The brokerage notes that this declining risk premium supports elevated price-to-earnings (P/E) multiples for Indian equities. With India’s return on equity (RoE) standing at a healthy 15%, and the US at 19%, India still maintains a growth advantage, especially given its robust economic outlook. As a result, the current market valuation — with Indian equities trading at 21 times forward earnings, on par with the US — is seen as sustainable in the prevailing macroeconomic environment.

Despite this optimism, ICICI Securities cautions that geopolitical tensions in the Indian subcontinent could reverse this trend by increasing the equity risk premium, which could weigh on valuations.

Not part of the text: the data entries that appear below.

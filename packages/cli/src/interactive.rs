//! Interactive menu, used when no subcommand is given.

use std::path::Path;

use dialoguer::{Input, Select};
use hazard_map_hazard_models::Coordinate;
use hazard_map_risk::RiskEngine;
use hazard_map_server::ServerConfig;

use crate::output;

/// Top-level tool selection.
enum Tool {
    Assess,
    NearestFault,
    Faults,
    Regions,
    Server,
}

impl Tool {
    const ALL: &[Self] = &[
        Self::Assess,
        Self::NearestFault,
        Self::Faults,
        Self::Regions,
        Self::Server,
    ];

    #[must_use]
    const fn label(&self) -> &'static str {
        match self {
            Self::Assess => "Assess a location",
            Self::NearestFault => "Find the nearest fault",
            Self::Faults => "List faults",
            Self::Regions => "List region statistics",
            Self::Server => "Start server",
        }
    }
}

/// Prompts for a tool and runs it.
///
/// # Errors
///
/// Returns an error if a prompt fails, the boundary file cannot be loaded,
/// or the server fails to start.
pub fn run() -> Result<(), Box<dyn std::error::Error>> {
    println!("Hazard Map");
    println!();

    let labels: Vec<&str> = Tool::ALL.iter().map(Tool::label).collect();

    let idx = Select::new()
        .with_prompt("What would you like to do?")
        .items(&labels)
        .default(0)
        .interact()?;

    let engine = RiskEngine::embedded();

    match Tool::ALL[idx] {
        Tool::Assess => {
            let coordinate = prompt_coordinate()?;
            let default_path = ServerConfig::from_env().boundaries.display().to_string();
            let path: String = Input::new()
                .with_prompt("County boundaries GeoJSON")
                .default(default_path)
                .interact_text()?;
            super::assess(engine, coordinate, Path::new(&path), false)?;
        }
        Tool::NearestFault => {
            let coordinate = prompt_coordinate()?;
            super::nearest_fault(engine, coordinate, false)?;
        }
        Tool::Faults => output::print_faults(engine.reference().faults()),
        Tool::Regions => output::print_regions(engine.reference().regions()),
        Tool::Server => {
            actix_web::rt::System::new().block_on(hazard_map_server::interactive::run())?;
        }
    }

    Ok(())
}

fn prompt_coordinate() -> Result<Coordinate, Box<dyn std::error::Error>> {
    let lng: f64 = Input::new()
        .with_prompt("Longitude")
        .default(-118.2437)
        .interact_text()?;
    let lat: f64 = Input::new()
        .with_prompt("Latitude")
        .default(34.0522)
        .interact_text()?;

    Ok(super::coordinate(lng, lat)?)
}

India’s 10-year bond yield has declined by over 100 basis points in the past two years, reaching 6.3% — the lowest level seen in two decades, excluding crisis years like the Global Financial Crisis and the COVID-19 pandemic. At the same time, US 10-year yields are at 4.5%, bringing the spread down to its narrowest in 20 years.

Supporting the case for a lower risk perception, India’s credit default swap (CDS) spread compared to the US has also dropped to a record low. India’s CDS stands at 78.6 basis points, while the US is at 61.5, marking a mere 17 bps difference based on data since 2014.

The report also highlights structural changes in India’s equity market. Over the past decade, India has lost market share in new-age and tertiary sectors such as technology, communications, and consumer discretionary — especially when compared to the US and China. Instead, the Indian market has grown stronger in primary and secondary sectors like materials, industrials, utilities, energy, and financials. ICICI Securities attributes this trend to the evolving economic structures across regions: China is shifting towards tech innovation, the US continues to dominate in modern industries, and India remains reliant on traditional sectors, with financial services and IT outsourcing driving tertiary growth while manufacturing has stagnated.